Les nouvelles d'Anne Comnène sur les Serbes

Nikola Radojčić

RÉSUMÉ
Dans cette étude l'auteur, le Dr. N. Radojcic, professeur à l'Université de Ljubljana, donne d'abord un petit aperçu sur l'exploitation des nouvelles d'Anne Comnène sur les Serbes, dans l'historiographie yougoslave. Ce fut Joannes Lucius qui, le premier, se servit (1666) de ses notices sur les Serbes, et, à sa suite, successivement, tous les historiens qui ont écrit sur les XIe et XIIe siècles serbes.
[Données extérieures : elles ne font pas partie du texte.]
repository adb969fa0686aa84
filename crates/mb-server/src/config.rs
use std::net::SocketAddr;
use std::path::{Path, PathBuf};

use serde::{Deserialize, Serialize};

use mb_types::AccountId;

use crate::error::{ServerError, ServerResult};

/// Server configuration.
///
/// `realm` and `ledger_account` fix the attestation domain this instance
/// verifies snapshot submissions under; `admin_account` receives the
/// bootstrap roles.
#[derive(Clone, Debug, Serialize, Deserialize)]
#[serde(default)]
pub struct ServerConfig {
    pub bind_addr: SocketAddr,
    /// Deployment name bound into every attestation digest.
    pub realm: String,
    /// Identity this ledger instance answers to.
    pub ledger_account: AccountId,
    /// Principal granted Admin and SettlementSubmitter at bootstrap.
    pub admin_account: AccountId,
    /// Where to archive the notice stream; `None` disables archiving.
    pub archive_path: Option<PathBuf>,
    /// Capacity of per-subscriber notice channels.
    pub channel_capacity: usize,
}

impl Default for ServerConfig {
    fn default() -> Self {
        Self {
            bind_addr: "127.0.0.1:8096".parse().unwrap(),
            realm: "dev".into(),
            ledger_account: AccountId::null(),
            admin_account: AccountId::null(),
            archive_path: None,
            channel_capacity: 1024,
        }
    }
}

impl ServerConfig {
    /// Load from a TOML file. Missing keys fall back to defaults.
    pub fn load(path: &Path) -> ServerResult<Self> {
        let text = std::fs::read_to_string(path)?;
        toml::from_str(&text).map_err(|e| ServerError::Config(e.to_string()))
    }

    /// Reject configurations that cannot bootstrap a usable ledger.
    pub fn validate(&self) -> ServerResult<()> {
        if self.admin_account.is_null() {
            return Err(ServerError::Config(
                "admin_account must be set to a non-null account".into(),
            ));
        }
        if self.realm.is_empty() {
            return Err(ServerError::Config("realm must not be empty".into()));
        }
        Ok(())
    }
}
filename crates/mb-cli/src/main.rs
use clap::Parser;

mod cli;
mod commands;

fn main() -> anyhow::Result<()> {
    tracing_subscriber::fmt::init();
    let cli = cli::Cli::parse();
    commands::run_command(cli)
}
Le premier qui ait fait de la critique sur la valeur historique des nouvelles d'Anne Comnène sur les Serbes fut François Racki. Si ses études étaient écrites dans quelque langue mondiale, on aurait évité beaucoup de malentendus et fautes dont on trouve une foule dans l'historiographie étrangère traitant des rapports des Serbes avec Byzance et les Normands au XIe et XIIe siècles. Les notices fragmentaires et passagères d'Anne Comnène sur les Serbes se rapportent à la période importante dans l'évolution serbe, lorsque les Serbes furent entraînés par les Byzantins et les Normands dans la politique mondiale et que la lutte pour l'hégémonie dans les pays serbes se fait remarquer entre Rasa et Zeta. L'auteur soumet à une critique rigoureuse toutes les nouvelles d'Anne Comnène sur les Serbes commençant vers 1080. Il les compare aux autres sources pour établir ainsi leur authenticité historique. Il s'applique surtout à la description de la frontière serbo-byzantine qui est décrite chez Anne Comnène comme une bande-limite expressive s'étant développée fort lentement en une ligne de frontière. A propos de la lettre de Vukan à l'empereur Alexis Comnène deux choses viennent être traitées : la question sur l'emploi de la matière archivale par Anne Comnène et la question sur le nom des Serbes. L'auteur est d'avis que la lettre est authentique à un certain degré.
Au bout de l'étude sont traités les rapports entre Anne Comnène et le Prêtre de Dioclea pour établir si l'on peut considérer leurs nouvelles comme ayant la même valeur pour l'histoire. Anne Comnène n'a que des notices fragmentaires sur les Serbes avec beaucoup de malentendus géographiques, tandis que chez le Prêtre de Dioclea les données géographiques sont fort bonnes, les explications historiques, au contraire, tiennent de la légende. Lui est plus fort dans les connaissances géographiques, elle, dans la narration historique. Historiquement aussi les nouvelles du Prêtre de Dioclea ne peuvent être prises à l'égale que lorsqu'elles sont confirmées également d'autre part. Jusqu' à présent, on a procédé autrement, au détriment de l'exactitude historique. La source principale pour la fin du XIe et pour le commencement du XIIe siècle serbe reste Anne Comnène.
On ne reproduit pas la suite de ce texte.